What can be achieved in one hour?

A lot has changed in China over the past 40 years of reform and opening-up, not least the working lives of ordinary people.

Farmer Xie Mingsheng, 53, from Shanxi Province, can cut well over a hectare of wheat in one hour with the help of two harvesting machines. Forty years ago, the same task took his six member family almost two weeks. The summer harvest used to be exactly the kind of drudgery Xie hated most. His face peeled under the scorching sun and a wheat allergy gave him a severe rash, leaving his arms itchy for days.

“The most frustrating thing was that I cut just the tiniest tract of wheat in an hour with only a sickle at my disposal,” he recalled.

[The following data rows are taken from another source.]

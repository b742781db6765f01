//! Password generation

use base64::{engine::general_purpose::STANDARD as BASE64, Engine as _};
use rand::rngs::OsRng;
use rand::RngCore;
use tracing::error;

use crate::errors::AdapterError;

/// Number of random bytes behind a generated password
pub const PASSWORD_BYTES: usize = 20;

/// Source of new deployment passwords
pub trait PasswordGenerator: Send + Sync {
    fn generate(&self) -> Result<String, AdapterError>;
}

/// Draws [`PASSWORD_BYTES`] bytes from the OS entropy source and encodes them
/// as standard base64, giving a 28 character password.
#[derive(Debug, Clone, Copy, Default)]
pub struct RandomPasswordGenerator;

impl PasswordGenerator for RandomPasswordGenerator {
    fn generate(&self) -> Result<String, AdapterError> {
        let mut bytes = [0u8; PASSWORD_BYTES];
        OsRng.try_fill_bytes(&mut bytes).map_err(|e| {
            error!("Error generating random bytes, {}", e);
            AdapterError::PasswordGeneration(e.to_string())
        })?;
        Ok(BASE64.encode(bytes))
    }
}

/// Closures work as generators, which keeps test doubles short
impl<F> PasswordGenerator for F
where
    F: Fn() -> Result<String, AdapterError> + Send + Sync,
{
    fn generate(&self) -> Result<String, AdapterError> {
        self()
    }
}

In the late 1970s, China started contracting farmland to households. Xie’s family was allocated theirs in 1982. The first machinery did not arrive until 1992, when a tractor replaced the aging oxen for ploughing and transport. Now villagers have machines for sowing, weeding and harvesting. Drones spray their pesticides.

“Farming methods have completely changed,” Xie said.

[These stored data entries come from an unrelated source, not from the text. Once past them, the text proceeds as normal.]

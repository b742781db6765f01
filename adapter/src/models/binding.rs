//! Binding models

use std::collections::BTreeMap;

use serde::{Deserialize, Serialize};

/// Deployment topology: instance group name to instance addresses
pub type BoshVms = BTreeMap<String, Vec<String>>;

/// Secrets resolved from the credential store, by reference name
pub type ManifestSecrets = BTreeMap<String, String>;

/// Result of a bind request
#[derive(Debug, Clone, PartialEq, Eq, Serialize, Deserialize)]
pub struct Binding {
    pub credentials: Credentials,
}

/// Connection details handed to the consuming application
#[derive(Debug, Clone, PartialEq, Eq, Serialize, Deserialize)]
pub struct Credentials {
    pub host: String,

    pub port: u16,

    /// Per-deployment generated secret (`secret_pass`)
    pub generated_secret: String,

    pub password: String,

    /// Value resolved from the credential store reference, if one is configured
    pub secret: String,
}
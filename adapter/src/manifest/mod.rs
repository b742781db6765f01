//! Manifest generation module

pub mod generator;
pub mod password;
pub mod releases;
pub mod update;
pub mod upgrade;
pub mod version;

pub use generator::ManifestGenerator;
pub use password::{PasswordGenerator, RandomPasswordGenerator};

Better farming means more grain. From 1978 to 2017, grain output more than doubled to 618 million tons.

Higher output is not only seen in agriculture. In Xie’s province, coal production hit 98,000 tons per hour in 2017, nine times the amount mined in 1978.

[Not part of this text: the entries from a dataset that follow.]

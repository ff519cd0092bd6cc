//! Block-based driver around the engine.
//!
//! Once per block the note input is turned into commands for the engine, then every host
//! parameter is ramped from its previous value to the newly requested one while the samples of
//! the block are rendered.

use crate::controller::{GateInput, NoteEvent, NoteEventController};
use crate::engine::{BassSynth, MAX_PITCH_BEND};
use crate::error::Error;
use crate::filter::pole_mixing_filter::{MAX_CUTOFF, MIN_CUTOFF};
use crate::settings::Settings;
use crate::utils::parameter_interpolator::ParameterInterpolator;

/// Host parameters, each in its natural range.
#[derive(Debug, Clone, PartialEq)]
#[cfg_attr(feature = "serde", derive(serde::Serialize, serde::Deserialize))]
#[cfg_attr(feature = "serde", serde(default))]
pub struct Patch {
    /// Oscillator waveform in the range from `0.0` (saw) to `1.0` (square). Default is `0.0`.
    pub waveform: f32,

    /// Filter cutoff in Hz in the range from `200.0` to `20000.0`. Default is `1000.0`.
    pub cutoff: f32,

    /// Filter resonance in percent. Default is `50.0`.
    pub resonance: f32,

    /// Filter envelope depth in percent. Default is `25.0`.
    pub env_mod: f32,

    /// Filter envelope decay in ms in the range from `200.0` to `2000.0`. Default is `1000.0`.
    pub decay: f32,

    /// Accent amount in percent. Default is `50.0`.
    pub accent: f32,

    /// Output level in dB in the range from `-60.0` to `0.0`. Default is `-12.0`.
    pub volume: f32,

    /// Filter morph position in the range from `0.0` to `1.0`. Default is `0.0`.
    pub filter_morph: f32,

    /// Filter drive in dB in the range from `-24.0` to `24.0`. Default is `0.0`.
    pub filter_drive: f32,

    /// Pitch bend in semitones in the range from `-12.0` to `12.0`. Default is `0.0`.
    pub pitch_bend: f32,

    /// Level of the external input in the range from `0.0` to `1.0`. Default is `0.0`.
    pub ext_in_mix: f32,
}

impl Default for Patch {
    fn default() -> Self {
        Self {
            waveform: 0.0,
            cutoff: 1000.0,
            resonance: 50.0,
            env_mod: 25.0,
            decay: 1000.0,
            accent: 50.0,
            volume: -12.0,
            filter_morph: 0.0,
            filter_drive: 0.0,
            pitch_bend: 0.0,
            ext_in_mix: 0.0,
        }
    }
}

impl Patch {
    /// Copy with every parameter limited to its range. NaN falls back to the default value.
    pub fn clamped(&self) -> Self {
        let default = Self::default();
        Self {
            waveform: limit(self.waveform, 0.0, 1.0, default.waveform),
            cutoff: limit(self.cutoff, MIN_CUTOFF, MAX_CUTOFF, default.cutoff),
            resonance: limit(self.resonance, 0.0, 100.0, default.resonance),
            env_mod: limit(self.env_mod, 0.0, 100.0, default.env_mod),
            decay: limit(self.decay, 200.0, 2000.0, default.decay),
            accent: limit(self.accent, 0.0, 100.0, default.accent),
            volume: limit(self.volume, -60.0, 0.0, default.volume),
            filter_morph: limit(self.filter_morph, 0.0, 1.0, default.filter_morph),
            filter_drive: limit(self.filter_drive, -24.0, 24.0, default.filter_drive),
            pitch_bend: limit(
                self.pitch_bend,
                -MAX_PITCH_BEND,
                MAX_PITCH_BEND,
                default.pitch_bend,
            ),
            ext_in_mix: limit(self.ext_in_mix, 0.0, 1.0, default.ext_in_mix),
        }
    }
}

#[inline]
fn limit(value: f32, min: f32, max: f32, fallback: f32) -> f32 {
    if value.is_nan() {
        fallback
    } else {
        value.clamp(min, max)
    }
}

#[derive(Debug, Clone)]
pub struct Voice {
    synth: BassSynth,
    controller: NoteEventController,

    // Committed parameter values, starting points of the next block's ramps.
    patch: Patch,
}

impl Voice {
    pub fn new(sample_rate: f32) -> Result<Self, Error> {
        let mut voice = Self {
            synth: BassSynth::new(sample_rate)?,
            controller: NoteEventController::new(),
            patch: Patch::default(),
        };
        voice.init(&Patch::default());
        Ok(voice)
    }

    /// Resets the note input and jumps to `patch` without ramping.
    pub fn init(&mut self, patch: &Patch) {
        self.controller.init();
        self.patch = patch.clamped();
        let patch = self.patch.clone();
        self.apply_patch(&patch);
    }

    pub fn set_sample_rate(&mut self, sample_rate: f32) -> Result<(), Error> {
        self.synth.set_sample_rate(sample_rate)
    }

    /// Applies the tweakables to the engine and the accent threshold to the note input.
    pub fn apply_settings(&mut self, settings: &Settings) {
        self.synth.apply_settings(settings);
        self.controller.set_accent_threshold(settings.accent_threshold);
    }

    #[inline]
    pub fn synth(&self) -> &BassSynth {
        &self.synth
    }

    #[inline]
    pub fn synth_mut(&mut self) -> &mut BassSynth {
        &mut self.synth
    }

    #[inline]
    pub fn controller(&self) -> &NoteEventController {
        &self.controller
    }

    /// Renders a block driven by a gate input. `ext_in`, when given, is read sample by sample
    /// alongside `out`.
    pub fn render(
        &mut self,
        patch: &Patch,
        input: &GateInput,
        ext_in: Option<&[f32]>,
        out: &mut [f32],
    ) {
        self.controller.process_gate(input, &mut self.synth);
        self.render_block(patch, ext_in, out);
    }

    /// Renders a block driven by note events. All events apply before the first sample.
    pub fn render_events(
        &mut self,
        patch: &Patch,
        events: &[NoteEvent],
        ext_in: Option<&[f32]>,
        out: &mut [f32],
    ) {
        self.controller.process_events(events, &mut self.synth);
        self.render_block(patch, ext_in, out);
    }

    fn render_block(&mut self, patch: &Patch, ext_in: Option<&[f32]>, out: &mut [f32]) {
        let patch = patch.clamped();
        let size = out.len();
        let committed = &mut self.patch;
        let synth = &mut self.synth;

        let mut waveform =
            ParameterInterpolator::new(&mut committed.waveform, patch.waveform, size);
        let mut cutoff = ParameterInterpolator::new(&mut committed.cutoff, patch.cutoff, size);
        let mut resonance =
            ParameterInterpolator::new(&mut committed.resonance, patch.resonance, size);
        let mut env_mod = ParameterInterpolator::new(&mut committed.env_mod, patch.env_mod, size);
        let mut decay = ParameterInterpolator::new(&mut committed.decay, patch.decay, size);
        let mut accent = ParameterInterpolator::new(&mut committed.accent, patch.accent, size);
        let mut volume = ParameterInterpolator::new(&mut committed.volume, patch.volume, size);
        let mut filter_morph =
            ParameterInterpolator::new(&mut committed.filter_morph, patch.filter_morph, size);
        let mut filter_drive =
            ParameterInterpolator::new(&mut committed.filter_drive, patch.filter_drive, size);
        let mut pitch_bend =
            ParameterInterpolator::new(&mut committed.pitch_bend, patch.pitch_bend, size);
        let mut ext_in_mix =
            ParameterInterpolator::new(&mut committed.ext_in_mix, patch.ext_in_mix, size);

        for (i, out_sample) in out.iter_mut().enumerate() {
            synth.set_waveform(waveform.next());
            synth.set_cutoff(cutoff.next());
            synth.set_resonance(resonance.next());
            synth.set_env_mod(env_mod.next());
            synth.set_decay(decay.next());
            synth.set_accent(accent.next());
            synth.set_volume(volume.next());
            synth.set_filter_morph(filter_morph.next());
            synth.set_filter_drive(filter_drive.next());
            synth.set_pitch_bend(pitch_bend.next());
            synth.set_ext_in_mix(ext_in_mix.next());

            let input = ext_in.and_then(|ext_in| ext_in.get(i)).copied().unwrap_or(0.0);
            *out_sample = synth.process_with_input(input);
        }
    }

    fn apply_patch(&mut self, patch: &Patch) {
        self.synth.set_waveform(patch.waveform);
        self.synth.set_cutoff(patch.cutoff);
        self.synth.set_resonance(patch.resonance);
        self.synth.set_env_mod(patch.env_mod);
        self.synth.set_decay(patch.decay);
        self.synth.set_accent(patch.accent);
        self.synth.set_volume(patch.volume);
        self.synth.set_filter_morph(patch.filter_morph);
        self.synth.set_filter_drive(patch.filter_drive);
        self.synth.set_pitch_bend(patch.pitch_bend);
        self.synth.set_ext_in_mix(patch.ext_in_mix);
    }
}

Coal miner Zhao Zhaofeng, 29, was born into a mining family. His grandfather dug coal with a pick and shovel and carried it in a bamboo basket. Dynamite was used everyday. His father, a mining electrician, helped maintain conveyor belts and lamps. Coal was then transported by the belts and carried out of shafts by carts.

Today, Zhao operates a coal cutter. The conveyor belt runs twice as fast as that maintained by his father. Annual production of the mine is 12 million tons, 40 times the amount during his grandfather’s time.

Progress has been made in almost every sector of industry, bringing exponential increases in productivity. GDP skyrocketed to 82.7 trillion yuan (US$12.5 trillion) in 2017, well over 200 times more than the pre-opening-up figure.

Reform and opening up has not only unleashed productive forces, but emancipated the people. Former farmer Han Yonghui left his rural home in Xiangfen County in 1997 to start a business selling shaobing, a type of flat bread usually eaten for breakfast, in Tianjin.

He sells dozens of shaobing an hour during the breakfast rush, making over 10,000 yuan a month.

When he first left his hometown, he had to walk for an hour to the nearest train station, wait in line overnight to buy a ticket, before boarding a packed slow train that took him to Tianjin in 18 sweltering hours.

All that changed in 2014 when high-speed trains reached Han’s hometown, cutting his travel time to six hours.

In today’s China, every hour nearly 23 billion yuan is spent via smartphone, 3,300 vehicles are made and goods worth 3.2 billion yuan cross the border.

Reform and opening up may have taken 40 years to get this far, but with each passing hour the miracle continues.